[Collected data entries]
■ ■ ■

// Copyright (c) 2025 Varshith Gudur. Licensed under AGPLv3.
//! Derived State definition.
//!
//! Recomputed from the log on demand and never persisted as authoritative.
//! Primary maps are `BTreeMap`s so iteration, encoding and hashing are
//! independent of insertion order.

use std::collections::BTreeMap;

use chrono::{DateTime, Utc};
use serde::{Deserialize, Serialize};

use crate::config::ResourceConfig;
use crate::formula;
use crate::state::index::StateIndexes;
use crate::types::{Environment, LeafId, Season, SproutId, SproutState, TwigId};

#[derive(Clone, Debug, PartialEq, Serialize, Deserialize)]
#[serde(rename_all = "camelCase")]
pub struct WaterEntry {
    #[serde(with = "crate::time::iso8601")]
    pub timestamp: DateTime<Utc>,
    pub content: String,
    #[serde(default, skip_serializing_if = "Option::is_none")]
    pub prompt: Option<String>,
}

#[derive(Clone, Debug, PartialEq, Serialize, Deserialize)]
#[serde(rename_all = "camelCase")]
pub struct DerivedSprout {
    pub id: SproutId,
    pub twig_id: TwigId,
    pub title: String,
    pub season: Season,
    pub environment: Environment,
    pub soil_cost: f64,
    pub state: SproutState,
    #[serde(with = "crate::time::iso8601")]
    pub planted_at: DateTime<Utc>,
    #[serde(default, skip_serializing_if = "Option::is_none")]
    pub leaf_id: Option<LeafId>,
    #[serde(default, skip_serializing_if = "Option::is_none")]
    pub bloom_wither: Option<String>,
    #[serde(default, skip_serializing_if = "Option::is_none")]
    pub bloom_budding: Option<String>,
    #[serde(default, skip_serializing_if = "Option::is_none")]
    pub bloom_flourish: Option<String>,
    #[serde(default, skip_serializing_if = "Option::is_none")]
    pub result: Option<u8>,
    #[serde(default, skip_serializing_if = "Option::is_none")]
    pub reflection: Option<String>,
    #[serde(default, skip_serializing_if = "Option::is_none", with = "crate::time::iso8601_opt")]
    pub harvested_at: Option<DateTime<Utc>>,
    #[serde(default, skip_serializing_if = "Option::is_none", with = "crate::time::iso8601_opt")]
    pub uprooted_at: Option<DateTime<Utc>>,
    #[serde(default)]
    pub water_entries: Vec<WaterEntry>,
}

impl DerivedSprout {
    pub fn is_active(&self) -> bool {
        self.state == SproutState::Active
    }

    pub fn end_date(&self) -> DateTime<Utc> {
        self.planted_at + self.season.duration()
    }

    pub fn progress(&self, now: DateTime<Utc>) -> f64 {
        formula::progress(self.planted_at, self.season.duration(), now)
    }

    /// Active and past the end of its season.
    pub fn is_ready(&self, now: DateTime<Utc>) -> bool {
        self.is_active() && now >= self.end_date()
    }
}

#[derive(Clone, Debug, PartialEq, Serialize, Deserialize)]
#[serde(rename_all = "camelCase")]
pub struct DerivedLeaf {
    pub id: LeafId,
    pub twig_id: TwigId,
    pub name: String,
    #[serde(with = "crate::time::iso8601")]
    pub created_at: DateTime<Utc>,
}

#[derive(Clone, Debug, PartialEq, Serialize, Deserialize)]
#[serde(rename_all = "camelCase")]
pub struct SunEntry {
    #[serde(with = "crate::time::iso8601")]
    pub timestamp: DateTime<Utc>,
    pub twig_id: TwigId,
    pub twig_label: String,
    pub content: String,
    #[serde(default, skip_serializing_if = "Option::is_none")]
    pub prompt: Option<String>,
}

/// Soil figures right after one applied event; the series behind the soil chart.
#[derive(Clone, Debug, PartialEq, Serialize, Deserialize)]
#[serde(rename_all = "camelCase")]
pub struct SoilSnapshot {
    #[serde(with = "crate::time::iso8601")]
    pub timestamp: DateTime<Utc>,
    pub capacity: f64,
    pub available: f64,
}

#[derive(Clone, Debug, PartialEq, Serialize, Deserialize)]
#[serde(rename_all = "camelCase")]
pub struct DerivedState {
    pub soil_capacity: f64,
    pub soil_available: f64,
    pub sprouts: BTreeMap<SproutId, DerivedSprout>,
    pub leaves: BTreeMap<LeafId, DerivedLeaf>,
    pub sun_entries: Vec<SunEntry>,
    pub soil_history: Vec<SoilSnapshot>,
    #[serde(skip)]
    pub indexes: StateIndexes,
}

impl DerivedState {
    /// Empty state: full soil at the starting capacity.
    pub fn new(cfg: &ResourceConfig) -> Self {
        Self {
            soil_capacity: cfg.starting_capacity,
            soil_available: cfg.starting_capacity,
            sprouts: BTreeMap::new(),
            leaves: BTreeMap::new(),
            sun_entries: Vec::new(),
            soil_history: Vec::new(),
            indexes: StateIndexes::default(),
        }
    }

    /// Indexes are not serialized; call after deserializing a state.
    pub fn rebuild_indexes(&mut self) {
        self.indexes = StateIndexes::build(&self.sprouts, &self.leaves);
    }

    // --- Read APIs ---

    pub fn sprout(&self, id: &SproutId) -> Option<&DerivedSprout> {
        self.sprouts.get(id)
    }

    pub fn leaf(&self, id: &LeafId) -> Option<&DerivedLeaf> {
        self.leaves.get(id)
    }

    fn resolve<'a>(&'a self, ids: Option<&'a Vec<SproutId>>) -> Vec<&'a DerivedSprout> {
        ids.map(|ids| ids.iter().filter_map(|id| self.sprouts.get(id)).collect())
            .unwrap_or_default()
    }

    pub fn sprouts_for_twig(&self, twig: &TwigId) -> Vec<&DerivedSprout> {
        self.resolve(self.indexes.sprouts_by_twig.get(twig))
    }

    pub fn active_sprouts_for_twig(&self, twig: &TwigId) -> Vec<&DerivedSprout> {
        self.resolve(self.indexes.active_sprouts_by_twig.get(twig))
    }

    pub fn sprouts_for_leaf(&self, leaf: &LeafId) -> Vec<&DerivedSprout> {
        self.resolve(self.indexes.sprouts_by_leaf.get(leaf))
    }

    pub fn leaves_for_twig(&self, twig: &TwigId) -> Vec<&DerivedLeaf> {
        self.indexes
            .leaves_by_twig
            .get(twig)
            .map(|ids| ids.iter().filter_map(|id| self.leaves.get(id)).collect())
            .unwrap_or_default()
    }

    pub fn active_sprouts(&self) -> impl Iterator<Item = &DerivedSprout> {
        self.sprouts.values().filter(|s| s.state == SproutState::Active)
    }

    pub fn completed_sprouts(&self) -> impl Iterator<Item = &DerivedSprout> {
        self.sprouts.values().filter(|s| s.state == SproutState::Completed)
    }

    pub fn ready_sprouts(&self, now: DateTime<Utc>) -> impl Iterator<Item = &DerivedSprout> {
        self.sprouts.values().filter(move |s| s.is_ready(now))
    }
}
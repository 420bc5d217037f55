// Copyright (c) 2025 Varshith Gudur. Licensed under AGPLv3.
use std::path::Path;

use anyhow::Context;
use chrono::Utc;
use trunk_kernel::config::ResourceConfig;
use trunk_kernel::export::ExportDocument;

use crate::engine::ForensicLog;

/// Writes a `version: 1` export document, to `out` or stdout.
pub fn run(path: &Path, out: Option<&Path>, user_id: Option<String>, cfg: &ResourceConfig) -> anyhow::Result<()> {
    let log = ForensicLog::load(path, cfg)?;
    let doc = ExportDocument::new(&log.sorted_events(), user_id.or(log.user_id), Utc::now());
    let json = doc.to_json_pretty()?;

    match out {
        Some(out) => {
            std::fs::write(out, json).with_context(|| format!("Failed to write {}", out.display()))?;
            eprintln!("Exported {} events to {}", doc.events.len(), out.display());
        }
        None => println!("{json}"),
    }
    Ok(())
}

■ ■ ■

What to do: Tally every line above that has the word "values", and report the total with no other words.

Reply to the exercise: 3